Continuando a falar de corpos, deparamo-nos com dois gessos da escocesa Christine Borland. Resultam, diz-nos Penelope Curtis, de «um modelo anatómico que ela encontrou em Edimburgo, no College of Surgeons». Tratava-se de um écorché, «um cadáver que tinha sido esvaziado para estudo médico, mas tinha sido preparado como uma imagem de Cristo», nota Curtis. «Temos aqui uma combinação de medicina, arte e religião. Era um gesso antigo, do século XVIII, muito danificado. Ela restaurou-o e nesse processo descobriu que, se o virasse ao contrário, alterava completamente o sentido, ficava a parecer um anjo, por isso ela transforma-se de uma figura muito morta numa que parece ganhar vida». O contraste é de facto enorme: aquilo que, de barriga para cima, é um cadáver torturado, virado ao contrário ganha uma leveza esvoaçante.

 

Um diálogo que funciona

De Edimburgo passamos para Londres, com a China como destino final, pela mão de Simon Fujiwara, artista sediado em Berlim que há cinco anos foi convidado para participar na Bienal de Xangai. «Em 2011 houve motins em Londres, e o artista decidiu envolver um dos participantes, Rebekkah, de 16 anos», refere Armelle Pradalier, o quarto elemento da equipa curatorial. Para levar a manifestante «a pensar sobre o mundo globalizado», Fujiwara levou-a à China para lhe mostrar como eram feitos os bens de consumo que ela usava. «Visitaram grandes fábricas onde é produzida tecnologia, televisões, telemóveis, roupa e sapatos», comenta Pradalier. Pela postura e traços da escultura exibida não é difícil perceber onde a viagem terminou: no local onde foram em 1974 foram encontrados por agricultores restos do famoso exército de terracota do imperador Qin. O artista representou o seu modelo «como se fosse uma jovem guerreira do seu tempo», diz-nos a curadora francesa, emprestando-lhe as características de um dos oito mil soldados do imperador Qin entretanto desenterrados, mas ao mesmo tempo chamando-lhe a atenção para os seus privilégios no mundo globalizado e para «a produção em massa».

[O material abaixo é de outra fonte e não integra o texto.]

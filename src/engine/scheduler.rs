// Copyright (c) 2025 Steve Wagner (ciroque@live.com)
// SPDX-License-Identifier: MIT

use std::collections::HashMap;
use std::path::Path;
use std::sync::Arc;
use std::time::{Duration, Instant};
use tokio_util::sync::CancellationToken;
use tracing::Instrument;

use crate::backends::{BackendFactory, ProducerRegistry};
use crate::config::consts::MAX_TICK_FREQUENCY;
use crate::config::{Config, EmitterConfig, OutputConfig};
use crate::engine::emitter::{Emitter, EmitterHandle};
use crate::errors::{SchedulerError, TemplateError, ValidationError};
use crate::observability::messages::emitter::EmitterAborted;
use crate::observability::messages::scheduler::{RunCompleted, RunStarted};
use crate::observability::messages::StructuredLog;
use crate::state::GenerationState;
use crate::templates::ExpressionTemplate;
use crate::traits::Template;

/// Totals for one scheduler run.
#[derive(Debug, Clone, Copy, PartialEq)]
pub struct RunSummary {
    /// Records accepted by a backend during this run
    pub objects: u64,
    /// Bytes reported by backends during this run
    pub bytes: u64,
    pub elapsed: Duration,
    /// Emitters that were started
    pub emitters: usize,
    /// Backends whose close failed
    pub close_failures: usize,
}

/// Builds emitters from configuration and drives them concurrently.
///
/// Outputs are resolved through a [`ProducerRegistry`], so every output name
/// is constructed at most once per run and closed once when the run ends.
pub struct Scheduler {
    state: Arc<GenerationState>,
    factory: Arc<dyn BackendFactory>,
    outputs: HashMap<String, OutputConfig>,
    output_override: Option<String>,
    external_params: Arc<HashMap<String, String>>,
}

impl Scheduler {
    pub fn new(state: Arc<GenerationState>, factory: Arc<dyn BackendFactory>) -> Self {
        Self {
            state,
            factory,
            outputs: HashMap::new(),
            output_override: None,
            external_params: Arc::default(),
        }
    }

    /// Scheduler using the outputs declared in `config`.
    pub fn from_config(
        config: &Config,
        state: Arc<GenerationState>,
        factory: Arc<dyn BackendFactory>,
    ) -> Self {
        Self::new(state, factory).with_outputs(config.outputs.clone())
    }

    pub fn with_outputs(mut self, outputs: HashMap<String, OutputConfig>) -> Self {
        self.outputs = outputs;
        self
    }

    /// Send every emitter's records to `output`, ignoring their own `output`.
    pub fn with_output_override(mut self, output: Option<String>) -> Self {
        self.output_override = output;
        self
    }

    /// Parameters supplied from outside the config file. See
    /// [`merge_parameters`](crate::engine::merge_parameters) for prefix rules.
    pub fn with_external_params(mut self, params: HashMap<String, String>) -> Self {
        self.external_params = Arc::new(params);
        self
    }

    pub fn state(&self) -> &Arc<GenerationState> {
        &self.state
    }

    /// Load reference rows from a CSV file into the shared state.
    pub fn load_reference_csv<P: AsRef<Path>>(&self, path: P) -> Result<usize, SchedulerError> {
        let path = path.as_ref();
        self.state
            .load_reference_csv(path)
            .map_err(|error| SchedulerError::Io {
                path: path.display().to_string(),
                source: error.into(),
            })
    }

    /// Undeclared names fall back to a native producer whose implementation
    /// name is the output name itself, so `console` needs no declaration.
    fn output_config(&self, name: &str) -> OutputConfig {
        self.outputs
            .get(name)
            .cloned()
            .unwrap_or_else(|| OutputConfig::native(name))
    }

    /// Compile templates and construct backends for every emitter.
    ///
    /// Any failure closes the backends built so far and aborts; nothing runs.
    pub async fn prepare(&self, emitters: &[EmitterConfig]) -> Result<PreparedRun, SchedulerError> {
        let mut registry = ProducerRegistry::new();
        let mut prepared = Vec::with_capacity(emitters.len());

        for config in emitters {
            match self.build_emitter(config, &mut registry) {
                Ok(emitter) => prepared.push(emitter),
                Err(error) => {
                    registry.close_all().await;
                    return Err(error);
                }
            }
        }

        Ok(PreparedRun {
            emitters: prepared,
            registry,
            state: self.state.clone(),
        })
    }

    /// Prepare and run `emitters` until they finish or `cancel` fires.
    pub async fn run(
        &self,
        emitters: &[EmitterConfig],
        cancel: CancellationToken,
    ) -> Result<RunSummary, SchedulerError> {
        let prepared = self.prepare(emitters).await?;
        Ok(prepared.run(cancel).await)
    }

    fn build_emitter(
        &self,
        config: &EmitterConfig,
        registry: &mut ProducerRegistry,
    ) -> Result<Emitter, SchedulerError> {
        if config.tick.frequency.is_some_and(|f| f > MAX_TICK_FREQUENCY) {
            return Err(SchedulerError::Validation(vec![
                ValidationError::FrequencyTooLarge {
                    emitter: config.name.clone(),
                },
            ]));
        }

        let template_error = |source: TemplateError| SchedulerError::Template {
            emitter: config.name.clone(),
            source,
        };

        let value_template: Arc<dyn Template> =
            match (&config.value_template, &config.value_template_file) {
                (Some(source), None) => Arc::new(
                    ExpressionTemplate::new(&config.name, source, self.state.clone())
                        .map_err(template_error)?,
                ),
                (None, Some(path)) => Arc::new(
                    ExpressionTemplate::from_file(&config.name, path, self.state.clone())
                        .map_err(template_error)?,
                ),
                (None, None) => {
                    return Err(SchedulerError::Validation(vec![
                        ValidationError::MissingValueTemplate {
                            emitter: config.name.clone(),
                        },
                    ]))
                }
                (Some(_), Some(_)) => {
                    return Err(SchedulerError::Validation(vec![
                        ValidationError::ConflictingValueTemplate {
                            emitter: config.name.clone(),
                        },
                    ]))
                }
            };

        let key_template: Option<Arc<dyn Template>> = match &config.key_template {
            Some(source) => Some(Arc::new(
                ExpressionTemplate::new(&format!("{}.key", config.name), source, self.state.clone())
                    .map_err(template_error)?,
            )),
            None => None,
        };

        let output = self
            .output_override
            .as_deref()
            .unwrap_or(&config.output);
        let producer = registry.get_or_create(
            output,
            &config.name,
            &self.output_config(output),
            self.factory.as_ref(),
        )?;

        Ok(Emitter::new(
            config,
            output,
            value_template,
            key_template,
            producer,
            self.state.clone(),
        )
        .with_external_params(self.external_params.clone()))
    }
}

/// Emitters with their backends constructed, ready to start.
pub struct PreparedRun {
    emitters: Vec<Emitter>,
    registry: ProducerRegistry,
    state: Arc<GenerationState>,
}

impl PreparedRun {
    /// Handles for stopping individual emitters once the run starts.
    pub fn handles(&self) -> Vec<EmitterHandle> {
        self.emitters.iter().map(Emitter::handle).collect()
    }

    /// Run every emitter as its own task, wait for all of them, then close
    /// every backend.
    pub async fn run(self, cancel: CancellationToken) -> RunSummary {
        let span = RunStarted {
            emitter_count: self.emitters.len(),
            output_count: self.registry.len(),
        }
        .span();

        self.drive(cancel).instrument(span).await
    }

    async fn drive(mut self, cancel: CancellationToken) -> RunSummary {
        let started = Instant::now();
        let objects_before = self.state.stats().objects();
        let bytes_before = self.state.stats().bytes();
        let emitter_count = self.emitters.len();

        RunStarted {
            emitter_count,
            output_count: self.registry.len(),
        }
        .log();

        let tasks: Vec<_> = self
            .emitters
            .drain(..)
            .map(|emitter| {
                let name = emitter.name().to_string();
                (name, tokio::spawn(emitter.run(cancel.clone()).in_current_span()))
            })
            .collect();

        for (name, task) in tasks {
            if let Err(join_error) = task.await {
                EmitterAborted {
                    emitter: &name,
                    error: &join_error,
                }
                .log();
            }
        }

        let close_failures = self.registry.close_all().await;

        let summary = RunSummary {
            objects: self.state.stats().objects() - objects_before,
            bytes: self.state.stats().bytes() - bytes_before,
            elapsed: started.elapsed(),
            emitters: emitter_count,
            close_failures,
        };

        RunCompleted {
            objects: summary.objects,
            bytes: summary.bytes,
            duration: summary.elapsed,
            close_failures,
        }
        .log();

        summary
    }
}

Para terminar, regressemos ao ponto de partida. Apesar da sua posição central no espaço da galeria, a coleção das Belas Artes acaba por ficar com um papel secundarizado face às obras recentes. Dir-se-ia que os gessos históricos dão o tom e o ambiente à mostra, mas não se afirmam tanto individualmente. Em todo o caso, o casamento funciona. É talvez nesta sua exposição de despedida que Penelope Curtis melhor consegue cumprir um dos desígnios a que se propôs no seu mandato: pôr a arte contemporânea a dialogar com a tradição de uma maneira que faz sentido e que estimula o visitante.